(Records from a data collection)
————————
//! Datasource registry: logical name to connection factory.
//!
//! The registry is write-once per name and read-only afterwards; there is no
//! runtime re-registration. Lookup of an unregistered name is a fatal
//! configuration error.

use crate::connection::{ConnectionFactory, ConnectionHandle};
use crate::error::{Result, TransactionalError};
use parking_lot::RwLock;
use std::collections::HashMap;
use std::sync::Arc;

/// Maps logical datasource names to connection factories.
#[derive(Default)]
pub struct DataSourceRegistry {
    factories: RwLock<HashMap<String, Arc<dyn ConnectionFactory>>>,
}

impl DataSourceRegistry {
    /// An empty registry.
    pub fn new() -> Self {
        Self::default()
    }

    /// Register a factory under `name`.
    ///
    /// Fails with [`TransactionalError::DataSourceAlreadyRegistered`] if the
    /// name is taken.
    pub fn register(&self, name: impl Into<String>, factory: Arc<dyn ConnectionFactory>) -> Result<()> {
        let name = name.into();
        let mut factories = self.factories.write();
        if factories.contains_key(&name) {
            return Err(TransactionalError::DataSourceAlreadyRegistered(name));
        }
        factories.insert(name, factory);
        Ok(())
    }

    /// Look up the factory registered under `name`.
    pub fn resolve(&self, name: &str) -> Result<Arc<dyn ConnectionFactory>> {
        self.factories
            .read()
            .get(name)
            .cloned()
            .ok_or_else(|| TransactionalError::NoRegisteredDataSource(name.to_owned()))
    }

    /// Open a new connection handle for `name`.
    pub async fn connection(&self, name: &str) -> Result<Arc<dyn ConnectionHandle>> {
        let factory = self.resolve(name)?;
        factory.create().await
    }

    /// The set of registered datasource names.
    pub fn names(&self) -> Vec<String> {
        self.factories.read().keys().cloned().collect()
    }
}

#[cfg(test)]
mod tests {
    use super::*;
    use crate::types::IsolationLevel;
    use async_trait::async_trait;
    use std::any::Any;

    struct NullConnection;

    #[async_trait]
    impl ConnectionHandle for NullConnection {
        async fn begin(&self, _isolation: IsolationLevel) -> Result<()> {
            Ok(())
        }
        async fn commit(&self) -> Result<()> {
            Ok(())
        }
        async fn rollback(&self) -> Result<()> {
            Ok(())
        }
        async fn release(&self) -> Result<()> {
            Ok(())
        }
        fn is_active(&self) -> bool {
            false
        }
        fn as_any(&self) -> &dyn Any {
            self
        }
    }

    struct NullFactory;

    #[async_trait]
    impl ConnectionFactory for NullFactory {
        async fn create(&self) -> Result<Arc<dyn ConnectionHandle>> {
            Ok(Arc::new(NullConnection))
        }
    }

    #[test]
    fn duplicate_registration_fails() {
        let registry = DataSourceRegistry::new();
        registry.register("default", Arc::new(NullFactory)).unwrap();
        let err = registry.register("default", Arc::new(NullFactory)).unwrap_err();
        assert!(matches!(err, TransactionalError::DataSourceAlreadyRegistered(_)));
    }

    #[test]
    fn unknown_name_fails_resolution() {
        let registry = DataSourceRegistry::new();
        let err = registry.resolve("ghost").unwrap_err();
        assert!(matches!(err, TransactionalError::NoRegisteredDataSource(ref n) if n == "ghost"));
    }

    #[tokio::test]
    async fn registered_factory_produces_connections() {
        let registry = DataSourceRegistry::new();
        registry.register("default", Arc::new(NullFactory)).unwrap();
        let handle = registry.connection("default").await.unwrap();
        assert!(!handle.is_active());
        assert_eq!(registry.names(), vec!["default".to_string()]);
    }
}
————————
#### Exercise instructions:
Exactly as given, repeat each line above.

#### Result of this task:
//! Datasource registry: logical name to connection factory.
//!
//! The registry is write-once per name and read-only afterwards; there is no
//! runtime re-registration. Lookup of an unregistered name is a fatal
//! configuration error.

use crate::connection::{ConnectionFactory, ConnectionHandle};
use crate::error::{Result, TransactionalError};
use parking_lot::RwLock;
use std::collections::HashMap;
use std::sync::Arc;

/// Maps logical datasource names to connection factories.
#[derive(Default)]
pub struct DataSourceRegistry {
    factories: RwLock<HashMap<String, Arc<dyn ConnectionFactory>>>,
}

impl DataSourceRegistry {
    /// An empty registry.
    pub fn new() -> Self {
        Self::default()
    }

    /// Register a factory under `name`.
    ///
    /// Fails with [`TransactionalError::DataSourceAlreadyRegistered`] if the
    /// name is taken.
    pub fn register(&self, name: impl Into<String>, factory: Arc<dyn ConnectionFactory>) -> Result<()> {
        let name = name.into();
        let mut factories = self.factories.write();
        if factories.contains_key(&name) {
            return Err(TransactionalError::DataSourceAlreadyRegistered(name));
        }
        factories.insert(name, factory);
        Ok(())
    }

    /// Look up the factory registered under `name`.
    pub fn resolve(&self, name: &str) -> Result<Arc<dyn ConnectionFactory>> {
        self.factories
            .read()
            .get(name)
            .cloned()
            .ok_or_else(|| TransactionalError::NoRegisteredDataSource(name.to_owned()))
    }

    /// Open a new connection handle for `name`.
    pub async fn connection(&self, name: &str) -> Result<Arc<dyn ConnectionHandle>> {
        let factory = self.resolve(name)?;
        factory.create().await
    }

    /// The set of registered datasource names.
    pub fn names(&self) -> Vec<String> {
        self.factories.read().keys().cloned().collect()
    }
}

#[cfg(test)]
mod tests {
    use super::*;
    use crate::types::IsolationLevel;
    use async_trait::async_trait;
    use std::any::Any;

    struct NullConnection;

    #[async_trait]
    impl ConnectionHandle for NullConnection {
        async fn begin(&self, _isolation: IsolationLevel) -> Result<()> {
            Ok(())
        }
        async fn commit(&self) -> Result<()> {
            Ok(())
        }
        async fn rollback(&self) -> Result<()> {
            Ok(())
        }
        async fn release(&self) -> Result<()> {
            Ok(())
        }
        fn is_active(&self) -> bool {
            false
        }
        fn as_any(&self) -> &dyn Any {
            self
        }
    }

    struct NullFactory;

    #[async_trait]
    impl ConnectionFactory for NullFactory {
        async fn create(&self) -> Result<Arc<dyn ConnectionHandle>> {
            Ok(Arc::new(NullConnection))
        }
    }

    #[test]
    fn duplicate_registration_fails() {
        let registry = DataSourceRegistry::new();
        registry.register("default", Arc::new(NullFactory)).unwrap();
        let err = registry.register("default", Arc::new(NullFactory)).unwrap_err();
        assert!(matches!(err, TransactionalError::DataSourceAlreadyRegistered(_)));
    }

    #[test]
    fn unknown_name_fails_resolution() {
        let registry = DataSourceRegistry::new();
        let err = registry.resolve("ghost").unwrap_err();
        assert!(matches!(err, TransactionalError::NoRegisteredDataSource(ref n) if n == "ghost"));
    }

    #[tokio::test]
    async fn registered_factory_produces_connections() {
        let registry = DataSourceRegistry::new();
        registry.register("default", Arc::new(NullFactory)).unwrap();
        let handle = registry.connection("default").await.unwrap();
        assert!(!handle.is_active());
        assert_eq!(registry.names(), vec!["default".to_string()]);
    }
}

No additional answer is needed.